Par requête reçue au greffe le 4 novembre 2019, M. [P] a saisi le pôle social du tribunal de grande instance d'Angers, devenu depuis tribunal judiciaire, aux fins de reconnaissance de la faute inexcusable de la société.
Par jugement du 1er mars 2021 notifié à M. [P] par lettre recommandée reçue le 3 mars suivant, le tribunal a :
Rejeté la demande de reconnaissance de la faute inexcusable et l'ensemble des demandes de M. [P] ;
Rejeté la demande faite par la société sur le fondement de l'article 700 du code de procédure civile ;
Laissé les dépens à la charge de chacune des parties.
Le tribunal a considéré qu'aucun élément ne permettait de connaître les raisons de la chute de M. [P], et que les circonstances de l'accident étaient ainsi indéterminées.
M. [P] a relevé appel de ce jugement par déclaration faite par voie électronique le 1er avril 2021, en ce que celui-ci a rejeté ses demandes.
Les débats ont ensuite eu lieu devant le magistrat chargé d'instruire l'affaire, à l'audience du 29 novembre 2022.

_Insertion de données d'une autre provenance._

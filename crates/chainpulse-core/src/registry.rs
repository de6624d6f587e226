//! Endpoint registry — the configured endpoint list plus mutable health state.
//!
//! Records are replaced whole: every mutation clones the current record,
//! edits the clone and swaps it in under the write lock, so readers never
//! observe a half-updated record. Records are never removed.

use std::sync::{PoisonError, RwLock, RwLockReadGuard, RwLockWriteGuard};

use chrono::{DateTime, Utc};
use indexmap::IndexMap;
use serde::{Deserialize, Serialize};

use crate::transport::EndpointStatus;

/// Health history of a single endpoint.
#[derive(Debug, Clone, PartialEq, Serialize, Deserialize)]
pub struct EndpointRecord {
    pub url: String,
    pub status: EndpointStatus,
    pub last_checked_at: Option<DateTime<Utc>>,
    /// Latency of the last verified probe.
    pub latency_ms: Option<u64>,
    pub success_count: u64,
    pub failure_count: u64,
    /// Failures since the last success.
    pub consecutive_failures: u32,
    pub last_error: Option<String>,
    /// Chain id verified by the last successful probe (or reported by a wrong-network endpoint).
    pub chain_id: Option<u64>,
    /// Head observed by the last successful probe.
    pub block_number: Option<u64>,
}

impl EndpointRecord {
    pub fn new(url: impl Into<String>) -> Self {
        Self {
            url: url.into(),
            status: EndpointStatus::Unknown,
            last_checked_at: None,
            latency_ms: None,
            success_count: 0,
            failure_count: 0,
            consecutive_failures: 0,
            last_error: None,
            chain_id: None,
            block_number: None,
        }
    }

    pub fn is_online(&self) -> bool {
        self.status == EndpointStatus::Online
    }

    /// `success / (success + failure)` in `[0, 1]`; zero without history.
    pub fn success_rate(&self) -> f64 {
        let total = self.success_count + self.failure_count;
        if total == 0 {
            return 0.0;
        }
        (self.success_count as f64 / total as f64).clamp(0.0, 1.0)
    }
}

/// Ordered set of endpoint records keyed by URL.
///
/// Iteration order is configuration order; ranking ties fall back to it.
#[derive(Debug, Default)]
pub struct EndpointRegistry {
    records: RwLock<IndexMap<String, EndpointRecord>>,
}

impl EndpointRegistry {
    /// Build a registry from endpoint URLs. Duplicates keep their first position.
    pub fn new<I, S>(urls: I) -> Self
    where
        I: IntoIterator<Item = S>,
        S: Into<String>,
    {
        let mut records = IndexMap::new();
        for url in urls {
            let url = url.into();
            let trimmed = url.trim();
            if trimmed.is_empty() || records.contains_key(trimmed) {
                continue;
            }
            records.insert(trimmed.to_string(), EndpointRecord::new(trimmed));
        }
        Self {
            records: RwLock::new(records),
        }
    }

    fn read(&self) -> RwLockReadGuard<'_, IndexMap<String, EndpointRecord>> {
        self.records.read().unwrap_or_else(PoisonError::into_inner)
    }

    fn write(&self) -> RwLockWriteGuard<'_, IndexMap<String, EndpointRecord>> {
        self.records.write().unwrap_or_else(PoisonError::into_inner)
    }

    pub fn len(&self) -> usize {
        self.read().len()
    }

    pub fn is_empty(&self) -> bool {
        self.read().is_empty()
    }

    /// Endpoint URLs in registry order.
    pub fn urls(&self) -> Vec<String> {
        self.read().keys().cloned().collect()
    }

    pub fn get(&self, url: &str) -> Option<EndpointRecord> {
        self.read().get(url).cloned()
    }

    /// Copy of every record, in registry order.
    pub fn records(&self) -> Vec<EndpointRecord> {
        self.read().values().cloned().collect()
    }

    /// Copy of the online records, in registry order.
    pub fn online(&self) -> Vec<EndpointRecord> {
        self.read().values().filter(|r| r.is_online()).cloned().collect()
    }

    /// Apply `edit` to a copy of the record for `url` and swap the copy in.
    /// Returns the new record, or `None` for an unknown URL.
    pub fn replace<F>(&self, url: &str, edit: F) -> Option<EndpointRecord>
    where
        F: FnOnce(&mut EndpointRecord),
    {
        let mut records = self.write();
        let slot = records.get_mut(url)?;
        let mut next = slot.clone();
        edit(&mut next);
        *slot = next.clone();
        Some(next)
    }

    /// A probe verified the endpoint.
    pub fn record_probe_success(
        &self,
        url: &str,
        latency_ms: u64,
        chain_id: u64,
        block_number: u64,
    ) -> Option<EndpointRecord> {
        self.replace(url, |r| {
            r.status = EndpointStatus::Online;
            r.last_checked_at = Some(Utc::now());
            r.latency_ms = Some(latency_ms);
            r.success_count += 1;
            r.consecutive_failures = 0;
            r.last_error = None;
            r.chain_id = Some(chain_id);
            r.block_number = Some(block_number);
        })
    }

    /// A probe round exhausted its retries, or a connection could not be opened.
    pub fn record_probe_failure(
        &self,
        url: &str,
        error: &str,
        observed_chain_id: Option<u64>,
    ) -> Option<EndpointRecord> {
        self.replace(url, |r| {
            r.status = EndpointStatus::Offline;
            r.last_checked_at = Some(Utc::now());
            r.latency_ms = None;
            r.failure_count += 1;
            r.consecutive_failures = r.consecutive_failures.saturating_add(1);
            r.last_error = Some(error.to_string());
            if observed_chain_id.is_some() {
                r.chain_id = observed_chain_id;
            }
        })
    }

    /// A resilient call through this endpoint succeeded.
    pub fn record_call_success(&self, url: &str) -> Option<EndpointRecord> {
        self.replace(url, |r| {
            r.success_count += 1;
            r.consecutive_failures = 0;
        })
    }

    /// A resilient call through this endpoint failed transiently.
    ///
    /// The endpoint is taken offline once its failure streak reaches
    /// `offline_after` (0 disables that); the next probe round can bring it back.
    pub fn record_call_failure(
        &self,
        url: &str,
        error: &str,
        offline_after: u32,
    ) -> Option<EndpointRecord> {
        self.replace(url, |r| {
            r.failure_count += 1;
            r.consecutive_failures = r.consecutive_failures.saturating_add(1);
            r.last_error = Some(error.to_string());
            if offline_after > 0 && r.consecutive_failures >= offline_after {
                r.status = EndpointStatus::Offline;
                r.latency_ms = None;
            }
        })
    }

    /// Administrative reset of the success/failure history of one endpoint.
    pub fn reset_counters(&self, url: &str) -> bool {
        self.replace(url, |r| {
            r.success_count = 0;
            r.failure_count = 0;
            r.consecutive_failures = 0;
        })
        .is_some()
    }
}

EXPOSÉ DES PRÉTENTIONS ET MOYENS DES PARTIES
Dans ses conclusions reçues au greffe le 30 juin 2021 et auxquelles il s'est référé à l'audience du 29 novembre 2022, M. [P] demande à la cour :
D'infirmer le jugement ;
De juger que l'accident dont il a été victime est imputable à la faute inexcusable de la société ;
De dire que la rente d'accident du travail sera majorée ;
De dire que la décision à intervenir sera opposable à l'assureur de la société ;
D'ordonner, avant dire droit sur l'évaluation de son préjudice, une expertise médicale ;
De dire que les frais d'expertise seront avancés par la caisse ;
De condamner la caisse à lui verser une provision de 25 000 euros ;
De condamner la société lui verser la somme de 2000 euros sur le fondement de l'article 700 du code de procédure civile.
M. [P] soutient que :
Selon les pièces communiquées et différents témoignages, l'escalier litigieux présentait un fort risque de chute, avec ou sans humidité, du fait de sa conception et notamment de ses marches en tôle lisse, du giron (espace disponible pour poser le pied sur les marches) trop petit et de sa pente raide.
Compte tenu des moyens matériels dont la société disposait et des contraintes de sécurité qui s'imposaient dans une entreprise de sa taille, elle avait nécessairement conscience du danger. En tout état de cause, l'existence d'un escalier métallique dans une entreprise au sein de laquelle les salariés étaient amenés régulièrement à marcher sur des sols parfois humides les mettait nécessairement face à un risque de chute. D'ailleurs, plusieurs chutes s'étaient produites dans l'escalier avant l'accident, notamment deux chutes du 23 octobre 2015 dont l'une avait été suffisamment grave pour justifier un arrêt travail de plusieurs mois. La société n'ignorait pas ces chutes et donc le danger que présentait l'escalier. Le procès-verbal de la réunion du comité d'entreprise du 22 juin 2016 confirme que l'escalier n'était pas aux normes.
Le remplacement, depuis, de l'escalier par un autre comportant une structure et des matériaux différents suffit à démontrer qu'il présentait des risques de chute et que la société n'a pris aucune mesure pour les éviter.
Dans ses conclusions reçues au greffe le 15 septembre 2021 et auxquelles elle s'est référée à l'audience du 29 novembre 2022, la société demande à la cour de confirmer le jugement et de condamner M. [P] aux dépens et à lui verser la somme de 2500 euros sur le fondement de l'article 700 du code de procédure civile.
La société soutient que :
M. [P], sur lequel pèse la charge de la preuve des prétendus manquements de son employeur, n'établit pas en quoi celui-ci aurait fauté.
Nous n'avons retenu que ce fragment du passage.